NCAI criticized the "essential governmental function" test and the general prohibition on issuing PABs. Tribal Economic Development bonds, which allow tribal governments to have more flexibility to use tax-exempt financing, "present an enormous opportunity for tribal governments to engage in revenue-generating development at a size that makes these projects economically viable," the group said. However, most tribes are still unable to take advantage of TED bonds because of "unworkable restrictions," it added.

Airports Council International - North America urged the Senate Finance Committee to eliminate the alternative minimum tax on PABs. These types of bonds were exempt from the AMT in 2009 and 2010, and "in order to ensure that airports have continued access to the bond market, which allows communities to maintain this vital economic asset, Congress must make the AMT exemption on PABs permanent," the group told the committee.
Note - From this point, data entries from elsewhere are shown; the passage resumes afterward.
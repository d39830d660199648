//! Parse command.

use std::path::Path;

use anyhow::Result;
use xtform_syntax::{parse, Block, Inline, PropValue};

use super::{read_document, report};

/// Run the parse command.
pub async fn run(file: &Path, json: bool) -> Result<()> {
    let source = read_document(file).await?;
    let result = parse(&source);

    if json {
        println!("{}", serde_json::to_string_pretty(&result)?);
        return Ok(());
    }

    for (key, value) in &result.ast.metadata {
        println!("{key}: {value}");
    }
    if !result.ast.metadata.is_empty() {
        println!();
    }

    for block in &result.ast.body.children {
        println!("{}", describe(block));
    }

    if !result.ast.data.is_empty() {
        println!();
        for (key, value) in &result.ast.data {
            println!("  {key} = {value}");
        }
    }

    report(file, &result.diagnostics);
    Ok(())
}

/// One-line outline of a block.
fn describe(block: &Block) -> String {
    match block {
        Block::Heading(heading) => format!(
            "{:>4}  Heading h{} {:?}",
            heading.position.line,
            heading.level,
            inline_text(&heading.children)
        ),
        Block::Paragraph(paragraph) => format!(
            "{:>4}  Paragraph {:?}",
            paragraph.position.line,
            inline_text(&paragraph.children)
        ),
        Block::Component(component) => {
            let props: Vec<String> = component
                .props
                .iter()
                .flatten()
                .map(|(key, value)| match value {
                    PropValue::String(s) => format!("{key}={s:?}"),
                    PropValue::Number(n) => format!("{key}={n}"),
                    PropValue::Boolean(b) => format!("{key}={b}"),
                })
                .collect();
            format!(
                "{:>4}  Component {} {}",
                component.position.line,
                component.name,
                props.join(" ")
            )
        }
    }
}

fn inline_text(children: &[Inline]) -> String {
    children
        .iter()
        .map(|child| match child {
            Inline::Text(text) => text.value.trim_end().to_string(),
            Inline::Component(component) => format!("[{}]", component.name),
        })
        .collect::<Vec<_>>()
        .join(" ")
}
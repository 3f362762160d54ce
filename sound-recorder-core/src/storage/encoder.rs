use crate::models::error::RecorderError;
use crate::models::format::{FormatTag, StreamFormatDescriptor};
use crate::processing::sample_codec::SampleEncoding;

/// Turns interleaved f32 frames into the bytes of an output stream.
///
/// Implemented by:
/// - [`SampleEncoder`]: linear PCM and G.711, one sample at a time
/// - `AacEncoder` (feature `aac`): ADTS-framed AAC-LC via fdk-aac
///
/// `encode` runs on the render thread and must not allocate once `out`
/// has been reserved for [`max_encoded_len`](Self::max_encoded_len) bytes.
pub trait PacketEncoder: Send {
    fn encode(&mut self, samples: &[f32], out: &mut Vec<u8>) -> Result<(), RecorderError>;

    /// Emit whatever is still buffered at end of stream.
    fn finish(&mut self, out: &mut Vec<u8>) -> Result<(), RecorderError>;

    /// Upper bound on bytes produced by one `encode` of `frames` frames.
    fn max_encoded_len(&self, frames: usize) -> usize;
}

/// Build the encoder for a negotiated output stream.
pub fn encoder_for(stream: &StreamFormatDescriptor) -> Result<Box<dyn PacketEncoder>, RecorderError> {
    if stream.format_id == FormatTag::MPEG4_AAC {
        return aac_encoder(stream);
    }
    Ok(Box::new(SampleEncoder::new(stream)?))
}

#[cfg(feature = "aac")]
fn aac_encoder(stream: &StreamFormatDescriptor) -> Result<Box<dyn PacketEncoder>, RecorderError> {
    Ok(Box::new(aac::AacEncoder::new(stream)?))
}

#[cfg(not(feature = "aac"))]
fn aac_encoder(_stream: &StreamFormatDescriptor) -> Result<Box<dyn PacketEncoder>, RecorderError> {
    Err(RecorderError::UnsupportedConversion(
        "AAC encoding requires the `aac` feature".into(),
    ))
}

/// Per-sample encoder for PCM and G.711 streams.
#[derive(Debug, Clone)]
pub struct SampleEncoder {
    encoding: SampleEncoding,
    channels: usize,
}

impl SampleEncoder {
    pub fn new(stream: &StreamFormatDescriptor) -> Result<Self, RecorderError> {
        Ok(Self {
            encoding: SampleEncoding::for_stream(stream)?,
            channels: stream.channels_per_frame.max(1) as usize,
        })
    }

    pub fn encoding(&self) -> SampleEncoding {
        self.encoding
    }
}

impl PacketEncoder for SampleEncoder {
    fn encode(&mut self, samples: &[f32], out: &mut Vec<u8>) -> Result<(), RecorderError> {
        self.encoding.encode(samples, out);
        Ok(())
    }

    fn finish(&mut self, _out: &mut Vec<u8>) -> Result<(), RecorderError> {
        Ok(())
    }

    fn max_encoded_len(&self, frames: usize) -> usize {
        frames * self.channels * self.encoding.bytes_per_sample()
    }
}

#[cfg(feature = "aac")]
pub(crate) mod aac {
    use fdk_aac::enc::{AudioObjectType, BitRate, ChannelMode, Encoder, EncoderParams, Transport};

    use super::PacketEncoder;
    use crate::models::error::RecorderError;
    use crate::models::format::StreamFormatDescriptor;
    use crate::processing::sample_codec::f32_to_i16;

    const FRAMES_PER_PACKET: usize = 1024;
    /// Lookahead assumed when the library does not report one.
    const FALLBACK_DELAY_FRAMES: u64 = 2048;
    /// Generous bound for one ADTS frame per channel.
    const MAX_PACKET_BYTES_PER_CHANNEL: usize = 6144 / 8 + 7;

    /// AAC-LC encoder producing ADTS frames.
    ///
    /// Input is gathered into whole 1024-frame packets before it reaches
    /// fdk-aac. At `finish` the last partial packet is padded with silence,
    /// then silent packets are fed until the encoder's lookahead has come out,
    /// so the stream covers every input frame.
    pub struct AacEncoder {
        inner: Encoder,
        channels: usize,
        pending: Vec<i16>,
        scratch: Vec<u8>,
        delay_frames: u64,
        frames_in: u64,
        packets_out: u64,
    }

    // SAFETY: the fdk-aac handle is only touched through `&mut self`, so it is
    // never used from two threads at once. The library keeps no thread-local
    // state tied to the creating thread.
    unsafe impl Send for AacEncoder {}

    impl AacEncoder {
        pub fn new(stream: &StreamFormatDescriptor) -> Result<Self, RecorderError> {
            let channels = match stream.channels_per_frame {
                1 => ChannelMode::Mono,
                2 => ChannelMode::Stereo,
                n => {
                    return Err(RecorderError::FormatNegotiation(format!(
                        "AAC output supports 1 or 2 channels, got {}",
                        n
                    )))
                }
            };
            let params = EncoderParams {
                bit_rate: BitRate::VbrMedium,
                sample_rate: stream.sample_rate.round() as u32,
                transport: Transport::Adts,
                channels,
                audio_object_type: AudioObjectType::Mpeg4LowComplexity,
            };
            let inner = Encoder::new(params).map_err(|e| {
                RecorderError::FormatNegotiation(format!("AAC encoder rejected format: {:?}", e))
            })?;
            let delay_frames = match inner.info() {
                Ok(info) => u64::from(info.nDelay),
                Err(e) => {
                    log::debug!(
                        "AAC encoder info unavailable ({:?}), assuming {} frames delay",
                        e,
                        FALLBACK_DELAY_FRAMES
                    );
                    FALLBACK_DELAY_FRAMES
                }
            };
            let channels = stream.channels_per_frame as usize;
            Ok(Self {
                inner,
                channels,
                pending: Vec::with_capacity(FRAMES_PER_PACKET * channels),
                scratch: vec![0u8; MAX_PACKET_BYTES_PER_CHANNEL * channels],
                delay_frames,
                frames_in: 0,
                packets_out: 0,
            })
        }

        /// Encoder lookahead in frames.
        pub fn delay_frames(&self) -> u64 {
            self.delay_frames
        }

        fn encode_pending(&mut self, out: &mut Vec<u8>) -> Result<(), RecorderError> {
            let mut offset = 0;
            while offset < self.pending.len() {
                let info = self
                    .inner
                    .encode(&self.pending[offset..], &mut self.scratch)
                    .map_err(|e| RecorderError::Write(format!("AAC encode failed: {:?}", e)))?;
                out.extend_from_slice(&self.scratch[..info.output_size]);
                if info.output_size > 0 {
                    self.packets_out += 1;
                }
                if info.input_consumed == 0 && info.output_size == 0 {
                    break;
                }
                offset += info.input_consumed;
            }
            self.pending.clear();
            Ok(())
        }
    }

    impl PacketEncoder for AacEncoder {
        fn encode(&mut self, samples: &[f32], out: &mut Vec<u8>) -> Result<(), RecorderError> {
            let packet_len = FRAMES_PER_PACKET * self.channels;
            self.frames_in += (samples.len() / self.channels) as u64;
            for &sample in samples {
                self.pending.push(f32_to_i16(sample));
                if self.pending.len() == packet_len {
                    self.encode_pending(out)?;
                }
            }
            Ok(())
        }

        fn finish(&mut self, out: &mut Vec<u8>) -> Result<(), RecorderError> {
            if self.frames_in == 0 {
                return Ok(());
            }
            let packet_len = FRAMES_PER_PACKET * self.channels;
            if !self.pending.is_empty() {
                self.pending.resize(packet_len, 0);
                self.encode_pending(out)?;
            }

            let frames = self.frames_in + self.delay_frames;
            let needed = frames.div_ceil(FRAMES_PER_PACKET as u64);
            // Bounded in case the encoder keeps swallowing packets.
            let mut budget = needed + 4;
            while self.packets_out < needed && budget > 0 {
                self.pending.resize(packet_len, 0);
                self.encode_pending(out)?;
                budget -= 1;
            }
            if self.packets_out < needed {
                log::warn!(
                    "AAC stream ends {} packets short of its input",
                    needed - self.packets_out
                );
            }
            Ok(())
        }

        fn max_encoded_len(&self, frames: usize) -> usize {
            let packets = frames / FRAMES_PER_PACKET + 2;
            packets * MAX_PACKET_BYTES_PER_CHANNEL * self.channels
        }
    }
}
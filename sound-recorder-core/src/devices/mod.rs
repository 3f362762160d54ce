pub mod virtual_device;

pub use virtual_device::{DriveMode, ManualClock, Signal, VirtualDeviceHandle, VirtualDeviceSpec, VirtualHost};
The Education Finance Council and the National Council of Higher Education Resources urged Congress to exempt tax-exempt student loan bonds, which are PABs, , from the AMT. The two groups also asked that Congress clarify that student-loan bonds can be used to make private student loans to parents and to refinance education loans. Additionally, they want qualified scholarship funding corporations to have access to tax-exempt financing for private student loans.

The Performance Based Building Coalition called for Congress to create a category of tax-exempt PABs for public buildings, such as schools and courthouses, in order to incentivize the use of public-private partnerships to finance these types of projects.

Save the Children Action Network recommended the community development and infrastructure working group expand the rules for bank-qualified bonds and 501(c)(3) nonprofit bonds to incentivize private investment in early childhood education centers.